$121,000 awarded by Tufts Health Plan
Foundation
In only 13 years, there will be 100,000 more
residents age 65 in Rhode Island, but are there enough aging services and
supports to meet the demand?
Recently the Rhode Island College Foundation
was awarded a $121,000 grant from the Tufts Health Plan Foundation to support
the 2017 Building an Age-Friendly Rhode Island project.
Leaders of the project are RIC faculty
members Marianne Raimondo, assistant professor of management and principal
investigator; Constance Milbourne, associate professor of marketing and
co-principal investigator; and Rachel Filinson, professor of gerontology.
Grant funds will go to support implementation
of the project’s 2016 Strategic Plan, which addresses nine key areas lacking in
adequate services and supports for the aged: communication and information,
community and social engagement, economic security, food security and nutrition
assistance, health care coverage, housing, supports to remain at home,
transportation and walkability in public areas.
Strategic goals include advocating for age-friendly policies and legislative reforms; enlisting municipal officials in piloting age-friendly initiatives in cities and towns; recruiting business leaders to adopt age-friendly business practices; integrating behavioral health care into senior housing; and designing interconnected senior hubs in select neighborhoods in Providence.
The 2016 Strategic Plan was informed by the
Aging in Community Subcommittee’s report on age-friendliness in Rhode Island,
which involved RIC faculty participants and financial support from the Tufts
Health Plan Foundation.
Grant funds will also cover faculty stipends,
communications, meetings and events, and contracts with external partners.

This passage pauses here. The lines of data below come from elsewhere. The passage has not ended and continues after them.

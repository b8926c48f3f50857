//! Byte-rate limited reads of a response body.
use crate::error::{ReadError, ThrottleError};
use crate::limiter::ByteLimiter;
use pin_project::pin_project;
use std::future::{poll_fn, Future};
use std::io;
use std::num::NonZeroU32;
use std::pin::Pin;
use std::task::{ready, Context, Poll};
use std::time::Instant;
use tokio::io::{AsyncRead, ReadBuf};
#[allow(unused)]
use tracing::{debug, error, info, trace, warn};

type WaitFuture = Pin<Box<dyn Future<Output = Result<(), ThrottleError>> + Send>>;

/// Wraps a byte source so that bytes are pulled from it no faster than a [`ByteLimiter`] allows.
///
/// The source is read in chunks of at most the limiter's burst size, and every chunk is paid for
/// with exactly as many tokens as bytes it contains before it is handed to the caller. A single
/// wait therefore never asks for more than the bucket can hold.
///
/// Two ways of reading are provided:
///
/// * [`RateLimitedReader::read`] fills the whole buffer (or stops at end of stream) and reports
///   failures together with the number of bytes already delivered.
/// * The [`AsyncRead`] impl delivers one chunk per call, for use with `tokio::io` utilities. If a
///   wait is cancelled, the bytes of that chunk are still delivered and the error is returned by
///   the following call.
#[pin_project]
pub struct RateLimitedReader<R, L> {
    #[pin]
    inner: R,
    limiter: L,
    chunk: Vec<u8>,
    state: State,
}

enum State {
    Idle,
    Throttling { wait: WaitFuture, started: Instant },
    Draining {
        pos: usize,
        error: Option<ThrottleError>,
    },
}

pub(crate) enum ChunkError {
    Source(io::Error),
    Throttle(ThrottleError),
}

impl From<ChunkError> for io::Error {
    fn from(err: ChunkError) -> Self {
        match err {
            ChunkError::Source(err) => err,
            ChunkError::Throttle(err) => err.into(),
        }
    }
}

impl<R, L> RateLimitedReader<R, L> {
    pub fn new(inner: R, limiter: L) -> Self {
        Self {
            inner,
            limiter,
            chunk: Vec::new(),
            state: State::Idle,
        }
    }

    pub fn get_ref(&self) -> &R {
        &self.inner
    }

    pub fn limiter(&self) -> &L {
        &self.limiter
    }

    /// Unwrap the source. Bytes which were read from it but not yet handed out are lost.
    pub fn into_inner(self) -> R {
        self.inner
    }
}

impl<R, L> RateLimitedReader<R, L>
where
    R: AsyncRead,
    L: ByteLimiter + Clone + 'static,
{
    fn poll_chunk(
        self: Pin<&mut Self>,
        cx: &mut Context<'_>,
        buf: &mut ReadBuf<'_>,
    ) -> Poll<Result<(), ChunkError>> {
        let mut this = self.project();

        loop {
            match this.state {
                State::Idle => {
                    if buf.remaining() == 0 {
                        return Poll::Ready(Ok(()));
                    }

                    let burst = this.limiter.burst().get() as usize;
                    let size = buf.remaining().min(burst);
                    this.chunk.resize(size, 0);

                    let mut chunk_buf = ReadBuf::new(&mut this.chunk[..]);
                    ready!(this.inner.as_mut().poll_read(cx, &mut chunk_buf))
                        .map_err(ChunkError::Source)?;
                    let read = chunk_buf.filled().len();
                    this.chunk.truncate(read);

                    // Always Some unless the source hit end of stream.
                    let Some(tokens) = NonZeroU32::new(read as u32) else {
                        trace!("Source exhausted.");
                        return Poll::Ready(Ok(()));
                    };

                    #[cfg(feature = "metrics")]
                    metrics::counter!("pummel.reader.bytes").increment(read as u64);

                    let limiter = this.limiter.clone();
                    *this.state = State::Throttling {
                        wait: Box::pin(async move { limiter.wait_n(tokens).await }),
                        started: Instant::now(),
                    };
                }
                State::Throttling { wait, started } => {
                    let res = ready!(wait.as_mut().poll(cx));
                    let waited = started.elapsed();
                    trace!(
                        "Waited {} for {} bytes",
                        humantime::format_duration(waited),
                        this.chunk.len()
                    );

                    #[cfg(feature = "metrics")]
                    metrics::histogram!("pummel.reader.wait").record(waited.as_nanos() as f64);

                    *this.state = State::Draining {
                        pos: 0,
                        error: res.err(),
                    };
                }
                State::Draining { pos, error } => {
                    if *pos < this.chunk.len() {
                        if buf.remaining() == 0 {
                            return Poll::Ready(Ok(()));
                        }

                        let n = buf.remaining().min(this.chunk.len() - *pos);
                        buf.put_slice(&this.chunk[*pos..*pos + n]);
                        *pos += n;

                        if *pos == this.chunk.len() && error.is_none() {
                            *this.state = State::Idle;
                        }
                        return Poll::Ready(Ok(()));
                    }

                    let error = error.take();
                    *this.state = State::Idle;
                    if let Some(err) = error {
                        return Poll::Ready(Err(ChunkError::Throttle(err)));
                    }
                }
            }
        }
    }

    /// Throttle error left behind by a chunk which was fully delivered.
    fn take_pending_error(&mut self) -> Option<ThrottleError> {
        match &mut self.state {
            State::Draining { pos, error } if *pos == self.chunk.len() => {
                let error = error.take();
                self.state = State::Idle;
                error
            }
            _ => None,
        }
    }
}

impl<R, L> RateLimitedReader<R, L>
where
    R: AsyncRead + Unpin,
    L: ByteLimiter + Clone + 'static,
{
    /// Fill `buf` from the source at the limiter's pace.
    ///
    /// Returns the number of bytes written, which is `buf.len()` unless the source reached end of
    /// stream first. A source error or an interrupted wait ends the call immediately; the error
    /// reports how many bytes were already written to `buf`.
    pub async fn read(&mut self, buf: &mut [u8]) -> Result<usize, ReadError> {
        let mut buf = ReadBuf::new(buf);

        while buf.remaining() > 0 {
            let before = buf.filled().len();
            let res = poll_fn(|cx| Pin::new(&mut *self).poll_chunk(cx, &mut buf)).await;

            match res {
                Ok(()) if buf.filled().len() == before => break,
                Ok(()) => {}
                Err(ChunkError::Source(source)) => {
                    return Err(ReadError::Source {
                        filled: buf.filled().len(),
                        source,
                    })
                }
                Err(ChunkError::Throttle(source)) => {
                    return Err(ReadError::Throttled {
                        filled: buf.filled().len(),
                        source,
                    })
                }
            }
        }

        let filled = buf.filled().len();
        match self.take_pending_error() {
            Some(source) => Err(ReadError::Throttled { filled, source }),
            None => Ok(filled),
        }
    }
}

impl<R, L> AsyncRead for RateLimitedReader<R, L>
where
    R: AsyncRead,
    L: ByteLimiter + Clone + 'static,
{
    fn poll_read(
        self: Pin<&mut Self>,
        cx: &mut Context<'_>,
        buf: &mut ReadBuf<'_>,
    ) -> Poll<io::Result<()>> {
        self.poll_chunk(cx, buf).map_err(io::Error::from)
    }
}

Partners are The Providence Center, which
will integrate behavioral health into senior centers; the Senior Center
Directors’ Association, which will work on strategies to rethink the role of
senior centers and help design expanded, innovative models of service delivery
for older adults; and Partnership for a Greater Future Providence, which will
design, with local stakeholders, a new age-friendly system of interconnected
community hubs in three Providence neighborhoods.
“The groundwork has been laid to pursue
age-friendly initiatives in Rhode Island,” said Raimondo. “We’ve assessed the
needs of older Rhode Islanders and identified some of the gaps in services and
we are ready to move forward to implement strategies.”
Raimondo added that the project has also
formed the Coalition to Build an Age-Friendly Rhode Island made up of project
leaders, faith-based and aging advocacy entities, senior center directors,
elder service providers, academics and state agency staff.
“The momentum is building around age-friendly
communities, and we are excited to partner with state and local leaders in
their work to consider and include older adults,” said President of Tufts
Health Plan Foundation Nora Moreno Cargie.
“We are proud collaborators on initiatives
that promote cross-sector conversations, address challenges and inequities
facing communities, and advance policies and practices that support people of
all ages.”
Since 2008 the Tufts Health Plan Foundation
has granted more than $24 million to nonprofits in Rhode Island and
Massachusetts that promote healthy living with an emphasis on older adults.